About this exercise :: A bare number is the only acceptable answer: how many lines of these entries include "return"?

Recorded data ::
....................

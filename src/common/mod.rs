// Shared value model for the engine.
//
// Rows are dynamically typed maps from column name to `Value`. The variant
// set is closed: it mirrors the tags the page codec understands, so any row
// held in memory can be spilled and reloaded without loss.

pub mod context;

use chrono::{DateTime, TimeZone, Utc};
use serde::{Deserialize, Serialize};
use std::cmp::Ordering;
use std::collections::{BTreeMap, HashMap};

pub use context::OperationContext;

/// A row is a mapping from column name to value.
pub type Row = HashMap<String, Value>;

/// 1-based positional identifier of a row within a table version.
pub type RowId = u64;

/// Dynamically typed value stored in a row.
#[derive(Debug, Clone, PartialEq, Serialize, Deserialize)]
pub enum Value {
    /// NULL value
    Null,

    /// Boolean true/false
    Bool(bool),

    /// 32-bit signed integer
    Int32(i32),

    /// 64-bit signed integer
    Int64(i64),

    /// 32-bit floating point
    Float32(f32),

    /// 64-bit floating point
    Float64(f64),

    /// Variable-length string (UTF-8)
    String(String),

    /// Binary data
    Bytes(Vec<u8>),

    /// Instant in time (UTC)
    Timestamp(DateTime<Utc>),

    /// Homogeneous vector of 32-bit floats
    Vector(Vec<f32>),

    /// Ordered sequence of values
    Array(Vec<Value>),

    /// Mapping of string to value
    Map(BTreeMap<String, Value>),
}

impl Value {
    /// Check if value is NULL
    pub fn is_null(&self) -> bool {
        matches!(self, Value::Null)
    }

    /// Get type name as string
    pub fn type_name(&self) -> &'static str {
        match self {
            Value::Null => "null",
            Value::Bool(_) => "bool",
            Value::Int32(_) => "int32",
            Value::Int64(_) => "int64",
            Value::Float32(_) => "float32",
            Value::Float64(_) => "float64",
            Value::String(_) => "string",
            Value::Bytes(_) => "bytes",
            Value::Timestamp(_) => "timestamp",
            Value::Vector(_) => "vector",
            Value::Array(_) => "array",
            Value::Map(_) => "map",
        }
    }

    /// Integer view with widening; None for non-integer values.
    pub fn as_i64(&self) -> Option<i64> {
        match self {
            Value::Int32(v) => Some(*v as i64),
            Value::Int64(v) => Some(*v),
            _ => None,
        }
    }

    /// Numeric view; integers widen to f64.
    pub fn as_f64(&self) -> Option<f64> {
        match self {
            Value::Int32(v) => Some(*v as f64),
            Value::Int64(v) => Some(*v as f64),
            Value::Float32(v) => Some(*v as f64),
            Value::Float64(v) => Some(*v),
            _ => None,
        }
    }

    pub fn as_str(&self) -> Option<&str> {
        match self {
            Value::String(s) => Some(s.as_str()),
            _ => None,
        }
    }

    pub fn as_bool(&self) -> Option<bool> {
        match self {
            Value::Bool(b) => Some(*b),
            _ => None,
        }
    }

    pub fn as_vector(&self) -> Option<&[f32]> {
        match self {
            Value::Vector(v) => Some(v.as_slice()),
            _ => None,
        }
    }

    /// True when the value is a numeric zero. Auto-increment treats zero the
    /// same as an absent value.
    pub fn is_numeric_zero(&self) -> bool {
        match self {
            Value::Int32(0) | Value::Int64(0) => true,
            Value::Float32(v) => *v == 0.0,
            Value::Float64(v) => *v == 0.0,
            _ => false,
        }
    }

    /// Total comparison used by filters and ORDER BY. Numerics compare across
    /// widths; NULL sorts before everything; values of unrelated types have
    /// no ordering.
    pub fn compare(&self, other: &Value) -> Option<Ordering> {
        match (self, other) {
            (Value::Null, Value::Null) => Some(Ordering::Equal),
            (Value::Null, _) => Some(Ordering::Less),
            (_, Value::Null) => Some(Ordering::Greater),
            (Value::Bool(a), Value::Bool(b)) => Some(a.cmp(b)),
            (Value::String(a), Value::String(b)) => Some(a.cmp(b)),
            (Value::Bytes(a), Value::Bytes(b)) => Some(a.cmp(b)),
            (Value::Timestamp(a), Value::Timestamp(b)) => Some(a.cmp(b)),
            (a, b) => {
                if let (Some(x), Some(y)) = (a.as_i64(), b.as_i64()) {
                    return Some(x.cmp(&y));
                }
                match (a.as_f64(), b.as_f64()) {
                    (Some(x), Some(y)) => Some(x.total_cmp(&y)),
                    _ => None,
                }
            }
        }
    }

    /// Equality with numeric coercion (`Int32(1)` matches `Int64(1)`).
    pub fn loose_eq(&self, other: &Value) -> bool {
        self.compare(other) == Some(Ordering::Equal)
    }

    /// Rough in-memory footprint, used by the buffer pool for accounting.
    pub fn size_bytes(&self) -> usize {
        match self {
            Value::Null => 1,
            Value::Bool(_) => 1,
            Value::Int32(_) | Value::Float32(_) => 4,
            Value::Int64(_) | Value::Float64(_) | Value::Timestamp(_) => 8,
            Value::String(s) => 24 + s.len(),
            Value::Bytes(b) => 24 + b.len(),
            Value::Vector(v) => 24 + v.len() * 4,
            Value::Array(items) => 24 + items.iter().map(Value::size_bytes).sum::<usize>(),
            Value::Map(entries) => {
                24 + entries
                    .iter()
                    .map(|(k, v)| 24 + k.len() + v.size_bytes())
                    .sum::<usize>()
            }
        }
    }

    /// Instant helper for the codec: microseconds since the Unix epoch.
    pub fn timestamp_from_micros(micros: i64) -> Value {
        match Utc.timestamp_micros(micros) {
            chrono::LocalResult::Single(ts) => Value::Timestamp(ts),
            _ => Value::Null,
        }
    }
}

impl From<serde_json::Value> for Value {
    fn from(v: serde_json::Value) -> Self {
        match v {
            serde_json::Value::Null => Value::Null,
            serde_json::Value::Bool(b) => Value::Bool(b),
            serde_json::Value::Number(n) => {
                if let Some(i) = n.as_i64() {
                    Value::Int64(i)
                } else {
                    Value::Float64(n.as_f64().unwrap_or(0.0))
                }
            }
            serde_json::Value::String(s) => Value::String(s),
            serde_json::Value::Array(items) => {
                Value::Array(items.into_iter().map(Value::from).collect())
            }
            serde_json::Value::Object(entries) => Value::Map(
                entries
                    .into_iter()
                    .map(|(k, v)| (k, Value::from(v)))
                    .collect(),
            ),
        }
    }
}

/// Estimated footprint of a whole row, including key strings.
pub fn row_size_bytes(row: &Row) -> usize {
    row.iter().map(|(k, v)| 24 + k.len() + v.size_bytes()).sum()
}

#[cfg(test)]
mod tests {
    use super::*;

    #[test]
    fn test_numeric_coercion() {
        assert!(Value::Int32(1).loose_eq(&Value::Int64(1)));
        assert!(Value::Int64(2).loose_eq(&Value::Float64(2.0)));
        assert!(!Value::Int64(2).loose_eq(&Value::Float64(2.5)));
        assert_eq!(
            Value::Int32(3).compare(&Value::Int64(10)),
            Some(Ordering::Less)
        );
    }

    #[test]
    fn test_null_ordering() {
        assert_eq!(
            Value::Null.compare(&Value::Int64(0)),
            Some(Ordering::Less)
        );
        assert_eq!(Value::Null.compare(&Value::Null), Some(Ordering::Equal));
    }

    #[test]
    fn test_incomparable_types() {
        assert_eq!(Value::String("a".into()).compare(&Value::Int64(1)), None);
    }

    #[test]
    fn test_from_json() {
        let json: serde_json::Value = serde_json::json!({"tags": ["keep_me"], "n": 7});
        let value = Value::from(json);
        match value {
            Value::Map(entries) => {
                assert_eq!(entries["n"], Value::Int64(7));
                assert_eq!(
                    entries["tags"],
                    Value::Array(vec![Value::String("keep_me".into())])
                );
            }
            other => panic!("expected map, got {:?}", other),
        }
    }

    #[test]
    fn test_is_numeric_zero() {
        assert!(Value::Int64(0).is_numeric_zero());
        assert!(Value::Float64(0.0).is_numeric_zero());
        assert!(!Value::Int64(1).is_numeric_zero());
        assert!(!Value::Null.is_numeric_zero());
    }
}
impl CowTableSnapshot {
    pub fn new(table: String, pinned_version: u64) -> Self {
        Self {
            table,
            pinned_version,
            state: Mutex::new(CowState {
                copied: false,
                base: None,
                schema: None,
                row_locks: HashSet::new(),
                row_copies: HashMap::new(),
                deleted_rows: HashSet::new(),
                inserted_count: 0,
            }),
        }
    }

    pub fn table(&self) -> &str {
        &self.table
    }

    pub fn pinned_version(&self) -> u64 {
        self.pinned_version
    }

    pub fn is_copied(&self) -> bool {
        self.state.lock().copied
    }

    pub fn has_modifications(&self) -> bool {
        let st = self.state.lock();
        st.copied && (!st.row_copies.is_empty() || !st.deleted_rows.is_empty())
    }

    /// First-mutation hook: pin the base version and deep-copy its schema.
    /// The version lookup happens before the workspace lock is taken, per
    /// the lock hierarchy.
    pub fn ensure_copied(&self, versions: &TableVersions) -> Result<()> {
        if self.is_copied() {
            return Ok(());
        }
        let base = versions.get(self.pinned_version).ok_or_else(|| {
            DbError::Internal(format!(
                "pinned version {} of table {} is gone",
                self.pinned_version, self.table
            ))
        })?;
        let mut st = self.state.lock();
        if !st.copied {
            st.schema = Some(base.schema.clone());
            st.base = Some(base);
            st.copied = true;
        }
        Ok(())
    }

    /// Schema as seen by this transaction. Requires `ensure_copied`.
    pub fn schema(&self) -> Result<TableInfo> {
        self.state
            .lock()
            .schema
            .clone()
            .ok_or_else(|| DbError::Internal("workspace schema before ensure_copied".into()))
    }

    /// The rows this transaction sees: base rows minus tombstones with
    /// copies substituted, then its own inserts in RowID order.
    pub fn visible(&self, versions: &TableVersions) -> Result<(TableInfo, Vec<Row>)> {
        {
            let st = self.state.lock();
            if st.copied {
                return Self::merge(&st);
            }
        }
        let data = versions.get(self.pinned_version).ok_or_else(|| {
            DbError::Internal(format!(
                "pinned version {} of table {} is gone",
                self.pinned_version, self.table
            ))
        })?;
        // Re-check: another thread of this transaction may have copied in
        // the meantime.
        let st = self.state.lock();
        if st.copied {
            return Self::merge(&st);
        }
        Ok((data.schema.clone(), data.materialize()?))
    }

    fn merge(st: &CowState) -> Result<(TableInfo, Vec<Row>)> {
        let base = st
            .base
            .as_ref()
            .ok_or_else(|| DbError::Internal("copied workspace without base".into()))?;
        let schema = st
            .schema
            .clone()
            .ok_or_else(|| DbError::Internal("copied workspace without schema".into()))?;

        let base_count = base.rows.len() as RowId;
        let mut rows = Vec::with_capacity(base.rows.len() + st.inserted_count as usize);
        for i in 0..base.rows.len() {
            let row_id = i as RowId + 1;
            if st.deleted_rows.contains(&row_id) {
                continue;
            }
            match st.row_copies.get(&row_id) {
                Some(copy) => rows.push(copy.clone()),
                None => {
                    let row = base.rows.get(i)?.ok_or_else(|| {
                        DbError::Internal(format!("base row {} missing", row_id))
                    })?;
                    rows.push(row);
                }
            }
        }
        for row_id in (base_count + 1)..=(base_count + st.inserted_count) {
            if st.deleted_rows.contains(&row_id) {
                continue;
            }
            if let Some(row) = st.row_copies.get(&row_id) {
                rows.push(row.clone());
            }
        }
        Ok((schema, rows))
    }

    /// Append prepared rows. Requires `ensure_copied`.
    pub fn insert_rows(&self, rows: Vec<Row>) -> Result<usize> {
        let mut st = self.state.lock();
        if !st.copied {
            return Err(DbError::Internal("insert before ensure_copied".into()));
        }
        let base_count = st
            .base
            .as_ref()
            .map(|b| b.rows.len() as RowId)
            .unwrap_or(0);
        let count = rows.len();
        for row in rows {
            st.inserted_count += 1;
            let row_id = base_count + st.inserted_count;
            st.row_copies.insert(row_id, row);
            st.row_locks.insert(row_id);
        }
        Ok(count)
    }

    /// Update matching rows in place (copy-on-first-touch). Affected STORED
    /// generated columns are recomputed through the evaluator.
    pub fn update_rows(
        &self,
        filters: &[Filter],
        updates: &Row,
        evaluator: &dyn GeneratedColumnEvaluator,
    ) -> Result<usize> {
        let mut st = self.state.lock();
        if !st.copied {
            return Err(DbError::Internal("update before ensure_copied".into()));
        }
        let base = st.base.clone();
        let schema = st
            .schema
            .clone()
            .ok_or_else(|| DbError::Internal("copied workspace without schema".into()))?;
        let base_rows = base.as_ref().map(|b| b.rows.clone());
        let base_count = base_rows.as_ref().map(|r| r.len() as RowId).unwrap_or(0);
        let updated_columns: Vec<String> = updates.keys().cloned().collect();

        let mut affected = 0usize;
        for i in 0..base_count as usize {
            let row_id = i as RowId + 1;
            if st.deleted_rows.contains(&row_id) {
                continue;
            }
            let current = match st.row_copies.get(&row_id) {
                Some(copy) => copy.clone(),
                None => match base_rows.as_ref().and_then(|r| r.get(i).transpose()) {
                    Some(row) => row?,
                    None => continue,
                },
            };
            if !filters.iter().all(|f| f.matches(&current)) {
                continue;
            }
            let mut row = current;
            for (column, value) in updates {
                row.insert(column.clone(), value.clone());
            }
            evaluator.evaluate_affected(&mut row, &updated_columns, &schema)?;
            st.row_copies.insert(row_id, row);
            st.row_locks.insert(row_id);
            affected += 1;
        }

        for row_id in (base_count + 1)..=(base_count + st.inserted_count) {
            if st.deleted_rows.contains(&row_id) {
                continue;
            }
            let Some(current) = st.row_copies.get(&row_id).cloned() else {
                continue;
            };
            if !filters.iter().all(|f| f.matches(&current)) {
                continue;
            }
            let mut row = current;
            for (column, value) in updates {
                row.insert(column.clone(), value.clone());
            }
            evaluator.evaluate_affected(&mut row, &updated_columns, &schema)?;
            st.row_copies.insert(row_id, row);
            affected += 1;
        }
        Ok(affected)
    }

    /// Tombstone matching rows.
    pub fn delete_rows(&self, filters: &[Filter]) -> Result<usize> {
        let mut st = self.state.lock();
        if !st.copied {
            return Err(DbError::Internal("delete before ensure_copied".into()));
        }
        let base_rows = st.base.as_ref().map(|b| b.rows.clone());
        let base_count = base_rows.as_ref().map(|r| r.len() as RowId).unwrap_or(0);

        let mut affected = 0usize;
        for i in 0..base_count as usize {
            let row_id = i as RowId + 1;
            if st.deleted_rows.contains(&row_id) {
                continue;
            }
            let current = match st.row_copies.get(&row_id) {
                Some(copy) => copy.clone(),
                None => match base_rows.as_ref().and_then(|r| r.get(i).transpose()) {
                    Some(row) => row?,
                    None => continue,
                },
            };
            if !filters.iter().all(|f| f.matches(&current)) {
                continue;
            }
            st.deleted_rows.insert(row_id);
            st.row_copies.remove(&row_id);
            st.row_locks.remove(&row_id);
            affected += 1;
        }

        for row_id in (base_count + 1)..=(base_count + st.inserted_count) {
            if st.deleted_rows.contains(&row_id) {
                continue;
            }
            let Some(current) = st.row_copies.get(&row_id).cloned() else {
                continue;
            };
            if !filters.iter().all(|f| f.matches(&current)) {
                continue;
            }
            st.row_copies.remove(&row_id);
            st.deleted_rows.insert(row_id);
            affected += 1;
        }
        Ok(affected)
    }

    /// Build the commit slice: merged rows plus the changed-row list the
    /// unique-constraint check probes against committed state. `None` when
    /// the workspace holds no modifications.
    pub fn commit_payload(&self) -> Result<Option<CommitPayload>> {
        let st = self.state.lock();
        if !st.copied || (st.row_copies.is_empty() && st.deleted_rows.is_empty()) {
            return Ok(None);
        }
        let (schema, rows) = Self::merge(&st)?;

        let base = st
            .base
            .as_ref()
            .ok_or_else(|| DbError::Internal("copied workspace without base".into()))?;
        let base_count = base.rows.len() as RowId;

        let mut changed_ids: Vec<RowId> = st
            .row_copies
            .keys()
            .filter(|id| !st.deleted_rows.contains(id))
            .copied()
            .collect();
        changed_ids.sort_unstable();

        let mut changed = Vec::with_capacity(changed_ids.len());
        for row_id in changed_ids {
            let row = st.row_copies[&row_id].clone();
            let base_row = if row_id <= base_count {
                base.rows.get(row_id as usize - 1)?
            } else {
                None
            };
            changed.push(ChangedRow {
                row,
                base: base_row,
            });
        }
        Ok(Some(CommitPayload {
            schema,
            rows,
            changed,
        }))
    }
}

....................

Answer to the exercise :: 8